Eine landläufige Fußballerweisheit besagt, dass neben Linksaußen auch Torhüter verrückt sein müssen. Ich denke, aber das sie nicht nur (ein bisschen) verrückt, sondern auch gute Fußballer – sprich Feldspieler – sein müssen, um erfolgreich spielen zu können.

Dabei möchte ich hier auf zwei Aspekte eingehen und zur Umsetzung anregen.

  1. Den Torhüter oft im Feld spielen lassen.
  2. Den mitspielenden Torhüter ausbilden.

Auch hier führt der Weg wieder weg vom Ergebnisdenken, hin zum Ausbildungsdenken. Und der nächste Schritt nach dem Denken ist dann das Handeln.Viele Trainer sind froh, wenn sie einen Torwart gefunden haben. Dieser wird dann oftmals – meist mangels Erfahrung mit dem Thema – auch seiner Bezeichnung gerecht und „wartet“ im Tor. Und das tut er fleißigst auch in jedem Training so oft wie nur möglich. Dabei wird er dann auch nur selten mit wertvollen Tipps gefüttert, um sich positionsspezifisch zu verbessern. Er lernt quasi in Eigenregie aus Fehlern und von gelungenen Aktionen; Manchmal auch was falsches. Vor allem aber lernt er eines dabei nicht: Mitzuspielen bzw. mit dem Ball als Feldspieler umzugehen.

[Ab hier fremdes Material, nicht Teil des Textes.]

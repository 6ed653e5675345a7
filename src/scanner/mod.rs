//! Scanner module - collaborator requests, fallback data and orchestration

mod backend;
mod fallback;
mod orchestrator;

pub use backend::{HttpScanBackend, ScanBackend, ScanFailure, ScanFuture, ScanRequest};
pub use fallback::fallback_devices;
pub use orchestrator::{DEGRADED_SCAN_NOTICE, ScanOrchestrator};
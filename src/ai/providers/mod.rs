pub mod gemini;
pub mod service;
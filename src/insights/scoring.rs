//! Per-device risk scoring and display banding
//!
//! Score Scale (higher = safer):
//! - starts at 100
//! - each high-tier finding subtracts `RiskPenalties::high`
//! - each medium-tier finding subtracts `RiskPenalties::medium`
//! - low-tier findings are informational and cost nothing
//! - floor at 0

use serde::{Deserialize, Serialize};

use crate::config::{
    BASE_SCORE, HIGH_RISK_PENALTY, MEDIUM_RISK_PENALTY, SAFE_SCORE_MIN, WARNING_SCORE_MIN,
};
use crate::models::{Device, RiskTier};

/// Fixed per-tier penalties
#[derive(Debug, Clone, Copy, PartialEq, Eq, Serialize, Deserialize)]
pub struct RiskPenalties {
    pub high: u8,
    pub medium: u8,
}

impl Default for RiskPenalties {
    fn default() -> Self {
        Self {
            high: HIGH_RISK_PENALTY,
            medium: MEDIUM_RISK_PENALTY,
        }
    }
}

impl RiskPenalties {
    fn penalty(&self, tier: RiskTier) -> u32 {
        match tier {
            RiskTier::High => u32::from(self.high),
            RiskTier::Medium => u32::from(self.medium),
            RiskTier::Low => 0,
        }
    }
}

/// Display band of a score
#[derive(Debug, Clone, Copy, PartialEq, Eq, Serialize, Deserialize)]
#[serde(rename_all = "snake_case")]
pub enum ScoreBand {
    Safe,
    Warning,
    Critical,
}

impl ScoreBand {
    pub fn as_str(&self) -> &'static str {
        match self {
            ScoreBand::Safe => "safe",
            ScoreBand::Warning => "warning",
            ScoreBand::Critical => "critical",
        }
    }

    pub fn color(&self) -> &'static str {
        match self {
            ScoreBand::Safe => "#05d5fa",
            ScoreBand::Warning => "#ffc800",
            ScoreBand::Critical => "#ff2a6d",
        }
    }
}

/// Band thresholds, independent of the penalty formula
#[derive(Debug, Clone, Copy, PartialEq, Eq, Serialize, Deserialize)]
pub struct ScoreBands {
    pub safe_min: u8,
    pub warning_min: u8,
}

impl Default for ScoreBands {
    fn default() -> Self {
        Self {
            safe_min: SAFE_SCORE_MIN,
            warning_min: WARNING_SCORE_MIN,
        }
    }
}

impl ScoreBands {
    pub fn classify(&self, score: u8) -> ScoreBand {
        if score >= self.safe_min {
            ScoreBand::Safe
        } else if score >= self.warning_min {
            ScoreBand::Warning
        } else {
            ScoreBand::Critical
        }
    }
}

/// Score for a device, clamped to `0..=100`
pub fn score_device(device: &Device, penalties: &RiskPenalties) -> u8 {
    let total_penalty: u32 = device
        .vulnerabilities
        .iter()
        .map(|v| penalties.penalty(v.risk_tier))
        .sum();

    u32::from(BASE_SCORE).saturating_sub(total_penalty) as u8
}

/// Score and band together, as shown next to a device
#[derive(Debug, Clone, Copy, PartialEq, Eq, Serialize, Deserialize)]
pub struct DeviceScore {
    pub score: u8,
    pub band: ScoreBand,
}

impl DeviceScore {
    pub fn calculate(device: &Device, penalties: &RiskPenalties, bands: &ScoreBands) -> Self {
        let score = score_device(device, penalties);
        Self {
            score,
            band: bands.classify(score),
        }
    }
}
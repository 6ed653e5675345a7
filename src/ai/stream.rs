//! Character-by-character reveal of advisory text
//!
//! A [`Typewriter`] owns at most one reveal task per [`DisplaySurface`].
//! Starting a new reveal bumps the surface generation and aborts the old
//! task; appends carrying a stale generation are rejected under the same
//! lock, so two reveals can never interleave on one surface.

use std::sync::{Arc, Mutex};
use std::time::Duration;
use tokio::task::JoinHandle;

/// Lazy, finite sequence of display chunks for one piece of text
#[derive(Debug, Clone)]
pub struct TextReveal {
    chars: Vec<char>,
    pos: usize,
}

impl TextReveal {
    pub fn new(text: &str) -> Self {
        Self {
            chars: text.chars().collect(),
            pos: 0,
        }
    }

    pub fn remaining(&self) -> usize {
        self.chars.len() - self.pos
    }
}

impl Iterator for TextReveal {
    type Item = char;

    fn next(&mut self) -> Option<char> {
        let ch = self.chars.get(self.pos).copied()?;
        self.pos += 1;
        Some(ch)
    }
}

/// Change notification for whatever mirrors the surface (a terminal, a widget)
#[derive(Debug, Clone, Copy, PartialEq, Eq)]
pub enum SurfaceUpdate {
    Reset,
    Char(char),
    Finished,
}

pub type SurfaceHook = Arc<dyn Fn(SurfaceUpdate) + Send + Sync>;

#[derive(Debug, Default)]
struct SurfaceState {
    generation: u64,
    text: String,
    finished: bool,
}

/// Text area that reveals are written into
#[derive(Clone, Default)]
pub struct DisplaySurface {
    state: Arc<Mutex<SurfaceState>>,
    hook: Option<SurfaceHook>,
}

impl DisplaySurface {
    pub fn new() -> Self {
        Self::default()
    }

    pub fn with_hook(mut self, hook: SurfaceHook) -> Self {
        self.hook = Some(hook);
        self
    }

    pub fn text(&self) -> String {
        self.lock().text.clone()
    }

    pub fn is_finished(&self) -> bool {
        self.lock().finished
    }

    pub fn generation(&self) -> u64 {
        self.lock().generation
    }

    fn lock(&self) -> std::sync::MutexGuard<'_, SurfaceState> {
        // Poison is ignored: the state is a plain text buffer
        self.state.lock().unwrap_or_else(|poisoned| poisoned.into_inner())
    }

    fn notify(&self, update: SurfaceUpdate) {
        if let Some(hook) = &self.hook {
            hook(update);
        }
    }

    // The hook runs after the guard is dropped so it may read the surface.
    fn begin(&self) -> u64 {
        let generation = {
            let mut state = self.lock();
            state.generation += 1;
            state.text.clear();
            state.finished = false;
            state.generation
        };
        self.notify(SurfaceUpdate::Reset);
        generation
    }

    fn append(&self, generation: u64, ch: char) -> bool {
        {
            let mut state = self.lock();
            if state.generation != generation {
                return false;
            }
            state.text.push(ch);
        }
        self.notify(SurfaceUpdate::Char(ch));
        true
    }

    fn finish(&self, generation: u64) {
        let current = {
            let mut state = self.lock();
            let current = state.generation == generation;
            if current {
                state.finished = true;
            }
            current
        };
        if current {
            self.notify(SurfaceUpdate::Finished);
        }
    }
}

/// Restartable, cancellable reveal driver
pub struct Typewriter {
    surface: DisplaySurface,
    interval: Duration,
    task: Option<JoinHandle<()>>,
}

impl Typewriter {
    pub fn new(surface: DisplaySurface, interval: Duration) -> Self {
        Self {
            surface,
            interval,
            task: None,
        }
    }

    pub fn surface(&self) -> &DisplaySurface {
        &self.surface
    }

    /// Discard any in-flight reveal and start revealing `text` from scratch.
    /// Must be called from within a tokio runtime.
    pub fn start(&mut self, text: &str) -> u64 {
        self.cancel();
        let generation = self.surface.begin();
        let surface = self.surface.clone();
        let interval = self.interval;
        let reveal = TextReveal::new(text);

        self.task = Some(tokio::spawn(async move {
            for ch in reveal {
                if !surface.append(generation, ch) {
                    return;
                }
                tokio::time::sleep(interval).await;
            }
            surface.finish(generation);
        }));
        generation
    }

    pub fn cancel(&mut self) {
        if let Some(task) = self.task.take() {
            task.abort();
        }
    }

    pub fn is_running(&self) -> bool {
        self.task.as_ref().is_some_and(|task| !task.is_finished())
    }

    /// Wait for the current reveal to complete (or be aborted).
    pub async fn finished(&mut self) {
        if let Some(task) = self.task.take() {
            let _ = task.await;
        }
    }
}

impl Drop for Typewriter {
    fn drop(&mut self) {
        self.cancel();
    }
}
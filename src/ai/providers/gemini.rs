use anyhow::{Context, Result, anyhow};
use reqwest::Client;
use serde::{Deserialize, Serialize};

use crate::ai::prompt::build_prompt;
use crate::ai::provider::{NarrativeFuture, NarrativeProvider, require_text};
use crate::models::Device;

/// Direct Gemini `generateContent` client
#[derive(Debug, Clone)]
pub struct GeminiProvider {
    endpoint: String,
    model: String,
    api_key: String,
}

#[derive(Serialize)]
#[serde(rename_all = "camelCase")]
struct GenerateRequest<'a> {
    contents: [Content<'a>; 1],
    generation_config: GenerationConfig,
}

#[derive(Serialize)]
struct Content<'a> {
    role: &'static str,
    parts: [Part<'a>; 1],
}

#[derive(Serialize)]
struct Part<'a> {
    text: &'a str,
}

#[derive(Serialize)]
#[serde(rename_all = "camelCase")]
struct GenerationConfig {
    temperature: f32,
    max_output_tokens: u32,
}

#[derive(Debug, Default, Deserialize)]
struct GenerateResponse {
    #[serde(default)]
    candidates: Vec<Candidate>,
}

#[derive(Debug, Default, Deserialize)]
struct Candidate {
    #[serde(default)]
    content: CandidateContent,
}

#[derive(Debug, Default, Deserialize)]
struct CandidateContent {
    #[serde(default)]
    parts: Vec<CandidatePart>,
}

#[derive(Debug, Default, Deserialize)]
struct CandidatePart {
    #[serde(default)]
    text: String,
}

impl GenerateResponse {
    /// Concatenated text parts of the first candidate
    fn first_text(&self) -> Option<String> {
        let candidate = self.candidates.first()?;
        let text: String = candidate
            .content
            .parts
            .iter()
            .map(|part| part.text.as_str())
            .collect();
        Some(text)
    }
}

impl GeminiProvider {
    pub fn new(endpoint: String, model: String, api_key: String) -> Self {
        Self {
            endpoint,
            model,
            api_key,
        }
    }

    fn url(&self) -> String {
        format!(
            "{}/v1beta/models/{}:generateContent",
            self.endpoint.trim_end_matches('/'),
            self.model
        )
    }

    async fn generate(&self, client: &Client, device: &Device) -> Result<String> {
        let prompt = build_prompt(device)?;
        let request = GenerateRequest {
            contents: [Content {
                role: "user",
                parts: [Part { text: &prompt }],
            }],
            generation_config: GenerationConfig {
                temperature: 0.2,
                max_output_tokens: 512,
            },
        };

        let response = client
            .post(self.url())
            .header("x-goog-api-key", &self.api_key)
            .json(&request)
            .send()
            .await
            .context("Failed to reach Gemini")?;

        let status = response.status();
        if !status.is_success() {
            let body = response.text().await.unwrap_or_default();
            return Err(anyhow!("Gemini answered {}: {}", status, body));
        }

        let payload: GenerateResponse = response
            .json()
            .await
            .context("Gemini answer was not valid JSON")?;
        require_text(self.provider_id(), payload.first_text().as_deref())
    }
}

impl NarrativeProvider for GeminiProvider {
    fn provider_id(&self) -> &'static str {
        "gemini"
    }

    fn model_name(&self) -> &str {
        &self.model
    }

    fn analyze<'a>(&'a self, client: &'a Client, device: &'a Device) -> NarrativeFuture<'a> {
        Box::pin(self.generate(client, device))
    }
}
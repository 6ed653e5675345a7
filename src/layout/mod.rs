//! Layout engines for the two interchangeable views

pub mod orbit;
pub mod topology;

pub use orbit::{InvalidOrbitBands, OrbitBands, OrbitNode, OrbitScene, layout as orbit_layout, sort_by_severity};
pub use topology::{NodeShape, TopologyEdge, TopologyGraph, TopologyNode};
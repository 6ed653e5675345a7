use anyhow::Result;
use std::path::PathBuf;

use crate::command::AppCommand;
use crate::view::ViewMode;

pub fn version_text() -> String {
    format!("net-sentinel {}", env!("CARGO_PKG_VERSION"))
}

pub fn usage_text() -> String {
    format!(
        "{version}
Net-Sentinel - Network Risk Dashboard CLI

Usage:
  net-sentinel scan <TARGET> [--quick] [--topology]
  net-sentinel analyze <TARGET> [--device <ADDRESS>]
  net-sentinel report <TARGET> [--output <FILE>]
  net-sentinel script <TARGET> --port <PORT> [--device <ADDRESS>]
  net-sentinel voice \"<TRANSCRIPT>\" [--target <TARGET>] [--output <FILE>]
  net-sentinel --help
  net-sentinel --version

Options:
  -q, --quick             Scan: ask the scanner for a quick scan instead of a deep one
  -t, --topology          Scan: show the topology view instead of the orbit view
  -d, --device <ADDRESS>  Analyze/script: device to select (default: first device)
  -o, --output <FILE>     Report/voice: PDF path (default: NetSentinel_Report.pdf)
      --target <TARGET>   Voice: scan loaded before view/report commands, and the
                          scan target when the transcript names no address
  -p, --port <PORT>       Script: port of the finding to remediate
  -h, --help              Show this help text
  -V, --version           Show version

Environment:
  NET_SENTINEL_SCAN_ENDPOINT, NET_SENTINEL_FALLBACK_DELAY_MS,
  NET_SENTINEL_AI_MODE (disabled|service|gemini|hybrid), NET_SENTINEL_AI_ENDPOINT,
  NET_SENTINEL_AI_GEMINI_API_KEY, RUST_LOG",
        version = version_text()
    )
}

fn parse_port_arg(raw: &str) -> Result<u16> {
    raw.parse::<u16>().ok().ok_or_else(|| {
        anyhow::anyhow!(
            "Invalid value for --port: '{}'. Expected a port number (0-65535).\n\n{}",
            raw,
            usage_text()
        )
    })
}

/// Value of `--flag=value` or of the next argument after `--flag`.
fn flag_value<I, S>(flag: &str, inline: Option<&str>, iter: &mut I) -> Result<String>
where
    I: Iterator<Item = S>,
    S: AsRef<str>,
{
    let value = match inline {
        Some(value) => value.to_string(),
        None => iter
            .next()
            .map(|v| v.as_ref().to_string())
            .unwrap_or_default(),
    };
    if value.is_empty() {
        return Err(anyhow::anyhow!(
            "Missing value for {}.\n\n{}",
            flag,
            usage_text()
        ));
    }
    Ok(value)
}

fn only_valid_with(flag: &str, command: &str) -> anyhow::Error {
    anyhow::anyhow!("{} is only valid with {}.\n\n{}", flag, command, usage_text())
}

pub fn parse_cli_args<I, S>(args: I) -> Result<AppCommand>
where
    I: IntoIterator<Item = S>,
    S: AsRef<str>,
{
    let mut iter = args.into_iter();
    let _program_name = iter.next();

    let mut command: Option<String> = None;
    let mut positional: Vec<String> = Vec::new();
    let mut quick = false;
    let mut topology = false;
    let mut device: Option<String> = None;
    let mut output: Option<PathBuf> = None;
    let mut port: Option<u16> = None;
    let mut voice_target: Option<String> = None;

    while let Some(arg) = iter.next() {
        let arg = arg.as_ref();
        let (name, inline) = match arg.split_once('=') {
            Some((name, value)) if name.starts_with("--") => (name, Some(value)),
            _ => (arg, None),
        };

        match name {
            "-h" | "--help" => return Ok(AppCommand::Help),
            "-V" | "--version" => return Ok(AppCommand::Version),
            "-q" | "--quick" => quick = true,
            "-t" | "--topology" => topology = true,
            "-d" | "--device" => device = Some(flag_value("--device", inline, &mut iter)?),
            "-o" | "--output" => {
                output = Some(PathBuf::from(flag_value("--output", inline, &mut iter)?))
            }
            "--target" => voice_target = Some(flag_value("--target", inline, &mut iter)?),
            "-p" | "--port" => {
                port = Some(parse_port_arg(&flag_value("--port", inline, &mut iter)?)?)
            }
            "scan" | "analyze" | "report" | "script" | "voice" if command.is_none() => {
                command = Some(name.to_string());
            }
            _ if name.starts_with('-') => {
                return Err(anyhow::anyhow!(
                    "Unknown argument: {arg}\n\n{}",
                    usage_text()
                ));
            }
            _ => positional.push(arg.to_string()),
        }
    }

    let Some(command) = command else {
        if positional.is_empty() {
            return Ok(AppCommand::Help);
        }
        return Err(anyhow::anyhow!(
            "Unknown command: {}\n\n{}",
            positional[0],
            usage_text()
        ));
    };

    if command == "voice" {
        if quick || topology || device.is_some() || port.is_some() {
            return Err(anyhow::anyhow!(
                "voice takes a transcript plus optional --target and --output.\n\n{}",
                usage_text()
            ));
        }
        if positional.is_empty() {
            return Err(anyhow::anyhow!("Missing transcript.\n\n{}", usage_text()));
        }
        return Ok(AppCommand::Voice {
            transcript: positional.join(" "),
            target: voice_target,
            output,
        });
    }

    let target = match positional.as_slice() {
        [target] => target.clone(),
        [] => {
            return Err(anyhow::anyhow!(
                "Missing target for {}.\n\n{}",
                command,
                usage_text()
            ));
        }
        [_, extra, ..] => {
            return Err(anyhow::anyhow!(
                "Unexpected argument: {}\n\n{}",
                extra,
                usage_text()
            ));
        }
    };

    if voice_target.is_some() {
        return Err(only_valid_with("--target", "voice"));
    }
    if (quick || topology) && command != "scan" {
        return Err(only_valid_with("--quick/--topology", "scan"));
    }
    if output.is_some() && command != "report" {
        return Err(only_valid_with("--output", "report"));
    }
    if port.is_some() && command != "script" {
        return Err(only_valid_with("--port", "script"));
    }
    if device.is_some() && command != "analyze" && command != "script" {
        return Err(only_valid_with("--device", "analyze or script"));
    }

    match command.as_str() {
        "scan" => Ok(AppCommand::Scan {
            target,
            deep_scan: !quick,
            view: if topology {
                ViewMode::Topology
            } else {
                ViewMode::Orbit
            },
        }),
        "analyze" => Ok(AppCommand::Analyze { target, device }),
        "report" => Ok(AppCommand::Report { target, output }),
        "script" => {
            let port = port.ok_or_else(|| {
                anyhow::anyhow!("script requires --port <PORT>.\n\n{}", usage_text())
            })?;
            Ok(AppCommand::Script {
                target,
                port,
                device,
            })
        }
        other => Err(anyhow::anyhow!(
            "Unknown command: {}\n\n{}",
            other,
            usage_text()
        )),
    }
}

Im modernen Profifußball sind etwa 80% aller Torwartaktionen offensiv. Dabei sind aber nicht nur Abwürfe und Abstöße in großer Zahl von Nöten, sondern auch das verarbeiten von Rückpässen, das Erlaufen von Steilpässen des Gegners, die Ausführung von Freistößen oder das ballhaltende Spiel hinten herum. Außerdem gibt es nicht selten 1 gegen 1 Situationen mit heraneilenden Angreifern, wo nur wenige Trainer höchster Spielklassen mit dem konsequenten, klärenden Ball zufrieden sind.

Das alles erfordert Übung. Nur wer die Situationen kennt, die Techniken beherrscht und die nötigen Wiederholungen darin hat, wird später gut mit solchen Anforderungen umgehen können. Wie bei Feldspielern, lernen auch Torhüter die Feldspieler-Techniken am besten im Kindes- und goldenen Lernalter. Daraus ergibt sich zwangsläufig, das ein Torspieler (der geneigte Experte bemerkt den Wechsel der Bezeichnung) im Kleinfeldbereich möglichst viele Übungen als Feldspieler absolvieren MUSS. Aber da auch üben alleine nicht reicht, muss er es auch anwenden können und dürfen. Das geht am besten als Feldspieler,also braucht er Spielzeit auf dem Feld. Wir wollen auch gar nicht so früh feste Torhüter haben, deswegen bietet es sich geradezu an, auch auf dieser Position öfters zu rotieren. Jeder kann, aber niemand muss ins Tor.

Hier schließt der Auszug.